Après le pont, des voitures se trouvent des deux côtés de la route à côté de Cabimas, une ville pétrolière d'environ 300 000 habitants.

Cabimas a de la mystique au Venezuela. L’assaut sur le pétrole brut épais et boueux du Venezuela a commencé en 1922 avec l’ouverture du puits de pétrole Los Barroso. Sur des photos historiques, des hommes attachés devant la fontaine, derrière eux, une explosion de noir doré jaillit du sol.

Aujourd'hui, l'herbe envahie a envahi les terrains de jeux des travailleurs du pétrole. Les foules attendent devant la banque leur limite quotidienne de liquidités – généralement environ 6 000 bolivares par jour, ce qui représente moins de 2 $.
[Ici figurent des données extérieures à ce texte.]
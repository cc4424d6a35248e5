//! Blob storage collaborator
//!
//! Durable home for merged audio artifacts. The default implementation keeps
//! files under `<root>/audio/` and composes URLs from a configured public
//! base, standing in for a cloud bucket.

use async_trait::async_trait;
use std::path::{Path, PathBuf};

use super::ServiceError;

/// Blob-store client: copy a local file to durable storage, get back a URL
#[async_trait]
pub trait BlobStore: Send + Sync {
    async fn put(
        &self,
        source: &Path,
        dest_name: &str,
        content_type: &str,
    ) -> Result<String, ServiceError>;
}

/// Filesystem-backed blob store
pub struct LocalBlobStore {
    audio_dir: PathBuf,
    public_base_url: String,
}

impl LocalBlobStore {
    pub fn new(audio_dir: PathBuf, public_base_url: impl Into<String>) -> Self {
        Self {
            audio_dir,
            public_base_url: public_base_url.into(),
        }
    }
}

#[async_trait]
impl BlobStore for LocalBlobStore {
    async fn put(
        &self,
        source: &Path,
        dest_name: &str,
        content_type: &str,
    ) -> Result<String, ServiceError> {
        tokio::fs::create_dir_all(&self.audio_dir).await?;
        let dest = self.audio_dir.join(dest_name);
        let bytes = tokio::fs::copy(source, &dest).await?;

        let url = format!(
            "{}/audio/{}",
            self.public_base_url.trim_end_matches('/'),
            dest_name
        );
        tracing::info!(
            dest = %dest.display(),
            bytes,
            content_type,
            url = %url,
            "Stored artifact in blob store"
        );
        Ok(url)
    }
}
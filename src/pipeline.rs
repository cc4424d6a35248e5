//! Ingestion pipeline
//!
//! One artifact in, one recording out. The pipeline checks the dedup cache,
//! uploads the artifact to the blob store, runs transcription and report
//! generation unless skipped, persists the record, and registers the result
//! signature. The artifact temp file is consumed on every path, success or
//! failure, and nothing is persisted unless every preceding stage succeeded.

use std::path::{Path, PathBuf};
use std::sync::Arc;
use std::time::Duration;

use chrono::Utc;
use sqlx::SqlitePool;
use uuid::Uuid;

use crate::dedup::{DedupClaim, DeduplicationCache, Signature};
use crate::error::{ApiError, ApiResult};
use crate::models::{RecordingMetadata, RecordingRecord};
use crate::services::{BlobStore, ReportGenerator, ServiceError, TranscriptionClient};
use crate::upload::TempFileGuard;

/// Provenance of the artifact entering the pipeline
#[derive(Debug, Clone)]
pub struct ArtifactMetadata {
    pub original_filename: String,
    pub mime_type: String,
    pub size_bytes: u64,
    pub user_id: Option<String>,
    /// Chunk count when the artifact was reassembled from a chunked upload
    pub chunk_count: Option<u32>,
}

/// Per-request processing switches
#[derive(Debug, Clone, Copy, Default)]
pub struct ProcessOptions {
    /// Skip transcription and report generation; the recording persists with
    /// metadata only.
    pub skip_ai: bool,
}

/// What the pipeline produced for a request
#[derive(Debug)]
pub enum PipelineOutcome {
    /// A fresh recording was created
    Completed(RecordingRecord),
    /// The signature matched a recent run; nothing was re-processed
    Duplicate {
        recording_id: String,
        original_timestamp: chrono::DateTime<chrono::Utc>,
    },
}

/// Orchestrates storage, AI processing, and persistence for one artifact
pub struct IngestPipeline {
    db: SqlitePool,
    blob_store: Arc<dyn BlobStore>,
    transcription: Arc<dyn TranscriptionClient>,
    report_generator: Arc<ReportGenerator>,
    dedup: DeduplicationCache,
    dedup_window: Duration,
}

impl IngestPipeline {
    pub fn new(
        db: SqlitePool,
        blob_store: Arc<dyn BlobStore>,
        transcription: Arc<dyn TranscriptionClient>,
        report_generator: Arc<ReportGenerator>,
        dedup: DeduplicationCache,
        dedup_window: Duration,
    ) -> Self {
        Self {
            db,
            blob_store,
            transcription,
            report_generator,
            dedup,
            dedup_window,
        }
    }

    /// Run the full pipeline for the artifact at `artifact_path`.
    ///
    /// Takes ownership of the artifact file: it is deleted before this
    /// returns, on every path.
    pub async fn process(
        &self,
        artifact_path: PathBuf,
        metadata: ArtifactMetadata,
        signature: Signature,
        options: ProcessOptions,
    ) -> ApiResult<PipelineOutcome> {
        // Guard stays armed for the whole run; the local artifact has no
        // value once the blob store holds a copy or the run failed.
        let _artifact = TempFileGuard::new(artifact_path.clone());

        // Single-flight: one claimant per signature executes, concurrent
        // claimants wait and receive its result. If this run fails, dropping
        // the reservation lets a retry execute.
        let reservation = match self.dedup.claim(&signature, self.dedup_window).await {
            DedupClaim::Run(reservation) => reservation,
            DedupClaim::Duplicate(entry) => {
                tracing::info!(
                    signature = %signature,
                    recording_id = %entry.recording_id,
                    "Duplicate request; returning prior recording"
                );
                return Ok(PipelineOutcome::Duplicate {
                    recording_id: entry.recording_id,
                    original_timestamp: entry.recorded_at_utc,
                });
            }
        };

        let filename = storage_filename(&metadata.original_filename);
        let path = format!("audio/{filename}");

        let storage_url = self
            .blob_store
            .put(&artifact_path, &filename, &metadata.mime_type)
            .await
            .map_err(|e| ApiError::StorageUpload(e.to_string()))?;

        let (transcript, report) = if options.skip_ai {
            tracing::info!(filename = %filename, "AI processing skipped by request");
            (None, None)
        } else {
            let transcript = self
                .transcription
                .transcribe(&artifact_path, &metadata.original_filename, &metadata.mime_type)
                .await
                .map_err(|e| ApiError::Transcription(e.to_string()))?;

            let report = self
                .report_generator
                .generate(&transcript)
                .await
                .map_err(|e| match e {
                    ServiceError::EmptyInput(msg) => ApiError::BadRequest(msg),
                    other => ApiError::ReportGeneration(other.to_string()),
                })?;

            (Some(transcript), Some(report))
        };

        let record = RecordingRecord {
            id: Uuid::new_v4().to_string(),
            filename,
            path,
            storage_url,
            size_bytes: metadata.size_bytes,
            uploaded_at: Utc::now(),
            transcript,
            report,
            user_id: metadata.user_id.clone(),
            metadata: RecordingMetadata {
                original_filename: metadata.original_filename.clone(),
                mime_type: metadata.mime_type.clone(),
                from_chunks: metadata.chunk_count.is_some(),
                chunks: metadata.chunk_count,
            },
        };

        crate::db::recordings::insert_recording(&self.db, &record).await?;
        reservation.complete(record.id.clone());

        tracing::info!(
            recording_id = %record.id,
            size_bytes = record.size_bytes,
            from_chunks = record.metadata.from_chunks,
            "Pipeline run complete"
        );
        Ok(PipelineOutcome::Completed(record))
    }
}

/// Collision-resistant storage name: fresh uuid plus the original extension
fn storage_filename(original_filename: &str) -> String {
    match Path::new(original_filename)
        .extension()
        .and_then(|e| e.to_str())
        .filter(|e| !e.is_empty())
    {
        Some(ext) => format!("{}.{}", Uuid::new_v4(), ext),
        None => Uuid::new_v4().to_string(),
    }
}
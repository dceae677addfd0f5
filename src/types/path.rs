//! Hierarchical instance paths and their canonical string encoding.

use serde::{Deserialize, Serialize};
use utoipa::ToSchema;

/// One node in a hierarchical instance path.
///
/// The payload also carries display fields (`name`, `system_id`) on each
/// node; those are ignored on deserialization.
#[derive(Debug, Clone, Serialize, Deserialize, ToSchema, PartialEq, Eq, Hash)]
pub struct PathNode {
    /// Resource type of this node, e.g. "biz" or "host".
    #[serde(rename = "type")]
    pub kind: String,
    /// Instance id; may be the wildcard sentinel.
    pub id: String,
}

impl PathNode {
    pub fn new(kind: impl Into<String>, id: impl Into<String>) -> Self {
        Self {
            kind: kind.into(),
            id: id.into(),
        }
    }
}

/// An ordered root-to-leaf chain of path nodes.
#[derive(Debug, Clone, Default, Serialize, Deserialize, ToSchema, PartialEq, Eq, Hash)]
#[serde(transparent)]
pub struct InstancePath(pub Vec<PathNode>);

impl InstancePath {
    pub fn nodes(&self) -> &[PathNode] {
        &self.0
    }
}

impl From<Vec<PathNode>> for InstancePath {
    fn from(nodes: Vec<PathNode>) -> Self {
        InstancePath(nodes)
    }
}

/// Encode a node chain into the canonical prefix key: `/type,id/type,id/`.
///
/// The encoded form is what `StringPrefix` expressions match against, and it
/// is the grouping key that lets ids under the same ancestor collapse into a
/// single expression. Empty input is a caller bug.
pub fn encode_path(nodes: &[PathNode]) -> String {
    assert!(!nodes.is_empty(), "cannot encode an empty path");

    let mut path = String::from("/");
    for node in nodes {
        path.push_str(&node.kind);
        path.push(',');
        path.push_str(&node.id);
        path.push('/');
    }
    path
}

#[cfg(test)]
mod tests {
    use super::*;
    use yare::parameterized;

    #[parameterized(
        single_node = { vec![("biz", "1")], "/biz,1/" },
        two_nodes = { vec![("biz", "1"), ("set", "5")], "/biz,1/set,5/" },
        three_nodes = { vec![("biz", "1"), ("set", "5"), ("module", "9")], "/biz,1/set,5/module,9/" },
        wildcard_leaf = { vec![("biz", "1"), ("host", "*")], "/biz,1/host,*/" },
    )]
    fn test_encode_path(nodes: Vec<(&str, &str)>, expected: &str) {
        let nodes: Vec<PathNode> = nodes
            .into_iter()
            .map(|(kind, id)| PathNode::new(kind, id))
            .collect();
        assert_eq!(encode_path(&nodes), expected);
    }

    #[test]
    #[should_panic(expected = "cannot encode an empty path")]
    fn test_encode_path_rejects_empty_input() {
        encode_path(&[]);
    }

    #[test]
    fn test_path_node_ignores_display_fields() {
        let node: PathNode = serde_json::from_str(
            r#"{"type": "biz", "id": "1", "name": "Payments", "system_id": "cmdb"}"#,
        )
        .unwrap();
        assert_eq!(node, PathNode::new("biz", "1"));
    }

    #[test]
    fn test_instance_path_is_transparent() {
        let path: InstancePath =
            serde_json::from_str(r#"[{"type": "biz", "id": "1"}, {"type": "host", "id": "h1"}]"#)
                .unwrap();
        assert_eq!(path.nodes().len(), 2);
        assert_eq!(path.nodes()[1].id, "h1");
    }
}
//! Data model: request payload types and the compiled expression DSL.
//!
//! The payload types deserialize directly from the console's validated
//! request body (see the field renames on each struct for the wire names).
//! Display-only payload fields (`name` on selectors and values, `id` on
//! conditions) are carried so a payload round-trips, but never influence
//! compilation.

mod condition;
mod expression;
mod path;
mod selector;
mod value;

pub use condition::{Condition, ResourceConditionSet};
pub use expression::{Expression, ResourceExpression};
pub use path::{InstancePath, PathNode, encode_path};
pub use selector::{AttributeSelector, AttributeValue, InstanceSelector};
pub use value::{Value, ValueKind};
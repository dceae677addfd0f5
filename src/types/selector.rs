//! Instance and attribute selectors, the two halves of a condition.

use serde::{Deserialize, Serialize};
use utoipa::ToSchema;

use super::path::InstancePath;
use super::value::Value;

/// Path-based selection of concrete resource instances.
///
/// One selector may carry multiple alternative paths; they are OR-combined.
#[derive(Debug, Clone, Serialize, Deserialize, ToSchema, PartialEq)]
pub struct InstanceSelector {
    /// Declared leaf resource type of the selector.
    #[serde(rename = "type")]
    pub kind: String,
    /// Display name from the console; never used in compilation.
    #[serde(default, skip_serializing_if = "Option::is_none")]
    pub name: Option<String>,
    /// Alternative root-to-leaf paths.
    #[serde(rename = "path", default)]
    pub paths: Vec<InstancePath>,
}

impl InstanceSelector {
    pub fn new(kind: impl Into<String>, paths: Vec<InstancePath>) -> Self {
        Self {
            kind: kind.into(),
            name: None,
            paths,
        }
    }
}

/// One selectable value of an attribute, as sent by the console.
#[derive(Debug, Clone, Serialize, Deserialize, ToSchema, PartialEq)]
pub struct AttributeValue {
    pub id: Value,
    #[serde(default, skip_serializing_if = "Option::is_none")]
    pub name: Option<String>,
}

impl AttributeValue {
    pub fn new(id: impl Into<Value>) -> Self {
        Self {
            id: id.into(),
            name: None,
        }
    }
}

/// Key/value-set selection over a resource attribute.
///
/// The value set must be non-empty and homogeneous in kind; that is enforced
/// at translation time, not here.
#[derive(Debug, Clone, Serialize, Deserialize, ToSchema, PartialEq)]
pub struct AttributeSelector {
    /// Attribute key; the console payload calls this `id`.
    #[serde(rename = "id")]
    pub key: String,
    /// Display name from the console; never used in compilation.
    #[serde(default, skip_serializing_if = "Option::is_none")]
    pub name: Option<String>,
    #[serde(default)]
    pub values: Vec<AttributeValue>,
}

impl AttributeSelector {
    pub fn new(key: impl Into<String>, values: Vec<Value>) -> Self {
        Self {
            key: key.into(),
            name: None,
            values: values.into_iter().map(AttributeValue::new).collect(),
        }
    }
}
Les soldats gardent la plus grande pharmacie de la ville. La direction a déclaré que la deuxième plus grande pharmacie avait été pillée la semaine dernière par une foule à la recherche de médicaments et d'articles ménagers.

"Rien ne marche plus"

Un groupe de travailleurs du secteur pétrolier appartenant à la société publique PDVSA souhaite enquêter avec CNN sur le champ pétrolifère voisin de Salinas.

"Le populisme a tout fait, voyez-le! Rien ne fonctionne plus", déclare Hector Berti, 48 ans, évoquant le vieillissement de l'infrastructure pétrolière sur le lac vitreux, "le gouvernement nous a complètement éliminés".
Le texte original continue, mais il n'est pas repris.